Throughout last year as the election raged on, I felt pangs of worry at Trump’s anti-Islam rhetoric. But I never took it too seriously — I didn’t think he would win, sure that Hillary Clinton would claim victory. I thought that Trump’s “Muslim ban” was all talk in an effort to win the election. I did not think such a harsh and arcane policy would ever actually be enacted. This was America, after all, a free country that afforded all people individual rights and civil liberties. This was the country of checks and balances and a free press. I didn’t think it could ever happen here.

I’ll never forget the night of the election when I put my daughter to bed. I told her that when she woke up, we would have a woman president. That could never happen in Iraq, and that is why our new home, America, is so great — because anyone and everyone could become president. I never dreamed that I would have to shatter these hopes the next day when I sat across from her at breakfast, telling her that a man who ran a campaign of hate against our religion was now the president of the United States.

I have to say: I’m very scared of what is happening here. I’m scared because I’ve seen it before, in my own home country, and what I’m seeing is the rise of a dictator. I fear that everything I fled in Iraq is materializing right here in the United States. And I feel powerless to stop it.

If I could say one thing to my American neighbors, it’s that my country and my fellow Iraqis are not the people to fear. We are the victims of terrorism, and we have shed blood fighting this ideology of hate in our hometowns. To ban everyone from Iraq and these other countries is to shut out the millions of people who suffer from violent terrorism the most.

Every night, I’m filled with a deep, aching sense of dread. Should I have never signed that contract with the US Army? Would my sister and her children be in mortal danger today if I hadn’t? Am I the cause of all this fear and pain for my family? Will I ever be able to forgive myself?

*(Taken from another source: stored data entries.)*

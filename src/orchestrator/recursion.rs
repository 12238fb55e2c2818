//! Micro-cycle recursion manager.
//!
//! Spawning nested cycles, assessing whether recursion should stop, and the
//! single-retry recovery path for failed phase executions. The depth guard
//! runs strictly before the parent's recursion tree grows, so a failed
//! spawn attempt is invisible in `child_cycles`.

use chrono::Utc;
use serde::{Deserialize, Serialize};

use crate::config::EngineConfig;
use crate::cycle::{Cycle, Task};
use crate::errors::OrchestrationError;
use crate::events::{EventJournal, OrchestrationEvent};
use crate::phase::{PhaseResult, RecoveryOutcome};

/// Word-count floor below which a task counts as minimally complex.
const MINIMAL_COMPLEXITY_WORDS: usize = 3;

/// Severity of a triggered termination factor.
#[derive(Debug, Clone, Copy, PartialEq, Eq, PartialOrd, Ord, Serialize, Deserialize)]
#[serde(rename_all = "snake_case")]
pub enum Severity {
    Low,
    Medium,
    High,
}

/// One triggered termination factor.
#[derive(Debug, Clone, PartialEq, Serialize, Deserialize)]
pub struct TerminationFactor {
    pub name: String,
    pub severity: Severity,
}

/// Structured verdict from `should_terminate_recursion`.
#[derive(Debug, Clone, Serialize, Deserialize)]
pub struct TerminationAssessment {
    pub terminate: bool,
    /// Triggered factors, highest severity first.
    pub factors: Vec<TerminationFactor>,
}

/// Human-supplied override for recursion termination.
#[derive(Debug, Clone, Copy, PartialEq, Eq)]
pub enum HumanOverride {
    /// Keep recursing even when automatic factors have triggered.
    Continue,
    /// Stop regardless of automatic factors.
    Terminate,
}

/// Outcome of the recovery path: either a usable phase result from the
/// retry, or a tagged failure the coordinator records and moves past.
#[derive(Debug, Clone)]
pub enum Recovery {
    Recovered(PhaseResult),
    Failed(RecoveryOutcome),
}

pub struct MicroCycleManager {
    max_depth: u32,
    max_iterations: u32,
}

impl MicroCycleManager {
    pub fn new(config: &EngineConfig) -> Self {
        Self {
            max_depth: config.max_recursion_depth,
            max_iterations: config.max_micro_cycle_iterations,
        }
    }

    pub fn max_depth(&self) -> u32 {
        self.max_depth
    }

    pub fn max_iterations(&self) -> u32 {
        self.max_iterations
    }

    /// Spawn a micro-cycle under `parent`.
    ///
    /// Both limits are checked strictly before the append: on failure the
    /// parent's `child_cycles` list is untouched and the error names the
    /// limit that tripped. The iteration cap counts spawns per parent,
    /// independent of depth.
    pub fn create_micro_cycle(
        &self,
        task: Task,
        parent: &mut Cycle,
        journal: &mut EventJournal,
    ) -> Result<Cycle, OrchestrationError> {
        let child_depth = parent.depth + 1;
        if child_depth > self.max_depth {
            return Err(OrchestrationError::MaxDepthExceeded {
                depth: parent.depth,
                max_depth: self.max_depth,
            });
        }
        if parent.child_cycles().len() as u32 >= self.max_iterations {
            return Err(OrchestrationError::MicroCycleLimit {
                max_iterations: self.max_iterations,
            });
        }
        let child = Cycle::with_depth(task, child_depth, Some(parent.cycle_id));
        parent.push_child(child.cycle_id);
        journal.record(OrchestrationEvent::MicroCycleSpawned {
            parent_cycle_id: parent.cycle_id,
            child_cycle_id: child.cycle_id,
            depth: child_depth,
            timestamp: Utc::now(),
        });
        Ok(child)
    }

    /// Assess whether recursion under `cycle` should stop.
    ///
    /// Automatic factors are severity-ranked; a human override to continue
    /// beats every automatic factor, including a triggered depth limit.
    pub fn should_terminate_recursion(
        &self,
        cycle: &Cycle,
        human_override: Option<HumanOverride>,
        journal: &mut EventJournal,
    ) -> TerminationAssessment {
        let mut factors = Vec::new();

        if cycle.depth >= self.max_depth {
            factors.push(TerminationFactor {
                name: "max_depth".to_string(),
                severity: Severity::High,
            });
        }
        let words = cycle.task.description.split_whitespace().count();
        if words <= MINIMAL_COMPLEXITY_WORDS {
            factors.push(TerminationFactor {
                name: "minimal_complexity".to_string(),
                severity: Severity::Low,
            });
        }
        if let Some(HumanOverride::Terminate) = human_override {
            factors.push(TerminationFactor {
                name: "human_override".to_string(),
                severity: Severity::High,
            });
        }
        factors.sort_by(|a, b| b.severity.cmp(&a.severity));

        let terminate = match human_override {
            Some(HumanOverride::Continue) => false,
            Some(HumanOverride::Terminate) => true,
            None => !factors.is_empty(),
        };

        journal.record(OrchestrationEvent::RecursionAssessed {
            cycle_id: cycle.cycle_id,
            depth: cycle.depth,
            terminate,
            factors: factors.iter().map(|f| f.name.clone()).collect(),
            timestamp: Utc::now(),
        });
        TerminationAssessment { terminate, factors }
    }

    /// Retry a failed phase executor exactly once.
    ///
    /// A second failure becomes data instead of propagating, so the
    /// coordinator can log it and continue toward Retrospect.
    pub fn attempt_recovery<F>(
        &self,
        cycle: &Cycle,
        journal: &mut EventJournal,
        mut executor: F,
    ) -> Recovery
    where
        F: FnMut() -> anyhow::Result<PhaseResult>,
    {
        let phase = cycle.current_phase().unwrap_or(crate::phase::Phase::Expand);
        match executor() {
            Ok(mut result) => {
                result.recovery = Some(RecoveryOutcome::recovered());
                journal.record(OrchestrationEvent::RecoveryAttempted {
                    cycle_id: cycle.cycle_id,
                    depth: cycle.depth,
                    phase,
                    recovered: true,
                    reason: None,
                    timestamp: Utc::now(),
                });
                Recovery::Recovered(result)
            }
            Err(e) => {
                let reason = e.to_string();
                journal.record(OrchestrationEvent::RecoveryAttempted {
                    cycle_id: cycle.cycle_id,
                    depth: cycle.depth,
                    phase,
                    recovered: false,
                    reason: Some(reason.clone()),
                    timestamp: Utc::now(),
                });
                Recovery::Failed(RecoveryOutcome::failed(reason))
            }
        }
    }
}

#[cfg(test)]
mod tests {
    use super::*;
    use anyhow::bail;

    fn manager() -> MicroCycleManager {
        MicroCycleManager::new(&EngineConfig::default())
    }

    #[test]
    fn test_spawn_increments_depth_and_links_parent() {
        let manager = manager();
        let mut journal = EventJournal::new();
        let mut parent = Cycle::new(Task::new("root task"));

        let child = manager
            .create_micro_cycle(Task::new("sub task"), &mut parent, &mut journal)
            .unwrap();
        assert_eq!(child.depth, 1);
        assert_eq!(child.parent_cycle_id, Some(parent.cycle_id));
        assert_eq!(parent.child_cycles(), &[child.cycle_id]);
    }

    #[test]
    fn test_depth_bound_enforced_without_mutation() {
        let manager = manager();
        let mut journal = EventJournal::new();
        let mut root = Cycle::new(Task::new("root"));
        let mut c1 = manager
            .create_micro_cycle(Task::new("d1"), &mut root, &mut journal)
            .unwrap();
        let mut c2 = manager
            .create_micro_cycle(Task::new("d2"), &mut c1, &mut journal)
            .unwrap();
        let mut c3 = manager
            .create_micro_cycle(Task::new("d3"), &mut c2, &mut journal)
            .unwrap();
        assert_eq!(c3.depth, 3);

        let children_before = c3.child_cycles().len();
        let err = manager
            .create_micro_cycle(Task::new("d4"), &mut c3, &mut journal)
            .unwrap_err();
        assert!(
            err.to_string()
                .to_lowercase()
                .contains("maximum recursion depth")
        );
        assert_eq!(c3.child_cycles().len(), children_before);
    }

    #[test]
    fn test_iteration_cap_bounds_spawns_per_parent() {
        let config = EngineConfig::default().with_max_micro_cycle_iterations(2.0);
        let manager = MicroCycleManager::new(&config);
        let mut journal = EventJournal::new();
        let mut parent = Cycle::new(Task::new("root"));

        manager
            .create_micro_cycle(Task::new("first"), &mut parent, &mut journal)
            .unwrap();
        manager
            .create_micro_cycle(Task::new("second"), &mut parent, &mut journal)
            .unwrap();

        let err = manager
            .create_micro_cycle(Task::new("third"), &mut parent, &mut journal)
            .unwrap_err();
        assert!(matches!(
            err,
            OrchestrationError::MicroCycleLimit { max_iterations: 2 }
        ));
        assert_eq!(parent.child_cycles().len(), 2);
    }

    #[test]
    fn test_termination_max_depth_is_high_severity() {
        let manager = manager();
        let mut journal = EventJournal::new();
        let mut root = Cycle::new(Task::new("root"));
        let mut c1 = manager
            .create_micro_cycle(Task::new("a fairly involved sub task"), &mut root, &mut journal)
            .unwrap();
        let mut c2 = manager
            .create_micro_cycle(Task::new("another involved sub task"), &mut c1, &mut journal)
            .unwrap();
        let c3 = manager
            .create_micro_cycle(Task::new("yet another involved task"), &mut c2, &mut journal)
            .unwrap();

        let assessment = manager.should_terminate_recursion(&c3, None, &mut journal);
        assert!(assessment.terminate);
        let max_depth = assessment
            .factors
            .iter()
            .find(|f| f.name == "max_depth")
            .unwrap();
        assert_eq!(max_depth.severity, Severity::High);
        // High severity factors come first.
        assert_eq!(assessment.factors[0].severity, Severity::High);
    }

    #[test]
    fn test_termination_minimal_complexity() {
        let manager = manager();
        let mut journal = EventJournal::new();
        let cycle = Cycle::new(Task::new("tidy up"));
        let assessment = manager.should_terminate_recursion(&cycle, None, &mut journal);
        assert!(assessment.terminate);
        assert!(
            assessment
                .factors
                .iter()
                .any(|f| f.name == "minimal_complexity" && f.severity == Severity::Low)
        );
    }

    #[test]
    fn test_no_factors_means_continue() {
        let manager = manager();
        let mut journal = EventJournal::new();
        let cycle = Cycle::new(Task::new("a genuinely involved root task"));
        let assessment = manager.should_terminate_recursion(&cycle, None, &mut journal);
        assert!(!assessment.terminate);
        assert!(assessment.factors.is_empty());
    }

    #[test]
    fn test_human_continue_beats_max_depth() {
        let manager = manager();
        let mut journal = EventJournal::new();
        let mut root = Cycle::new(Task::new("root"));
        let mut c1 = manager
            .create_micro_cycle(Task::new("first level of nested work"), &mut root, &mut journal)
            .unwrap();
        let mut c2 = manager
            .create_micro_cycle(Task::new("second level of nested work"), &mut c1, &mut journal)
            .unwrap();
        let c3 = manager
            .create_micro_cycle(Task::new("third level of nested work"), &mut c2, &mut journal)
            .unwrap();

        let assessment =
            manager.should_terminate_recursion(&c3, Some(HumanOverride::Continue), &mut journal);
        assert!(!assessment.terminate);
        // The triggered factor is still reported.
        assert!(assessment.factors.iter().any(|f| f.name == "max_depth"));
    }

    #[test]
    fn test_human_terminate_stops_outright() {
        let manager = manager();
        let mut journal = EventJournal::new();
        let cycle = Cycle::new(Task::new("a genuinely involved root task"));
        let assessment =
            manager.should_terminate_recursion(&cycle, Some(HumanOverride::Terminate), &mut journal);
        assert!(assessment.terminate);
        assert!(assessment.factors.iter().any(|f| f.name == "human_override"));
    }

    #[test]
    fn test_recovery_retry_succeeds() {
        let manager = manager();
        let mut journal = EventJournal::new();
        let cycle = Cycle::new(Task::new("t"));

        let recovery = manager.attempt_recovery(&cycle, &mut journal, || {
            Ok(PhaseResult::new(true, 0.8))
        });
        match recovery {
            Recovery::Recovered(result) => {
                assert!(result.phase_complete);
                assert!(result.recovery.unwrap().recovered);
            }
            Recovery::Failed(_) => panic!("Expected recovery to succeed"),
        }
    }

    #[test]
    fn test_recovery_second_failure_becomes_data() {
        let manager = manager();
        let mut journal = EventJournal::new();
        let cycle = Cycle::new(Task::new("t"));

        let recovery = manager.attempt_recovery(&cycle, &mut journal, || {
            bail!("provider timed out")
        });
        match recovery {
            Recovery::Failed(outcome) => {
                assert!(!outcome.recovered);
                assert_eq!(outcome.reason.as_deref(), Some("provider timed out"));
            }
            Recovery::Recovered(_) => panic!("Expected recovery to fail"),
        }
    }
}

Yet every morning when I wake up, I feel a new sense of faith. My kids have started a new, stable life here in Baltimore, and that never would have happened if the United States hadn’t opened its arms to us. And even though our president doesn’t believe in me and my family, my neighbors, my co-workers, my friends, and the citizens I interact with every day remind me that the American people have welcomed us with kindness and joy. I have faith in humanity, and I have faith in this country to do right.

— as told to Karen Turner

Zakariya Al Sagheer was born and lived most of his life in Baghdad, Iraq. He has a degree in civil engineering from the University of Baghdad and is married with three children. He now lives in Baltimore, Maryland, and works at Advanced Resource Technologies, Inc for the Army Research Laboratories. His dream is to make sure his kids will have better and bright future, and for his widowed sister and her children to join him in the US soon so he can help to take care of her and her children.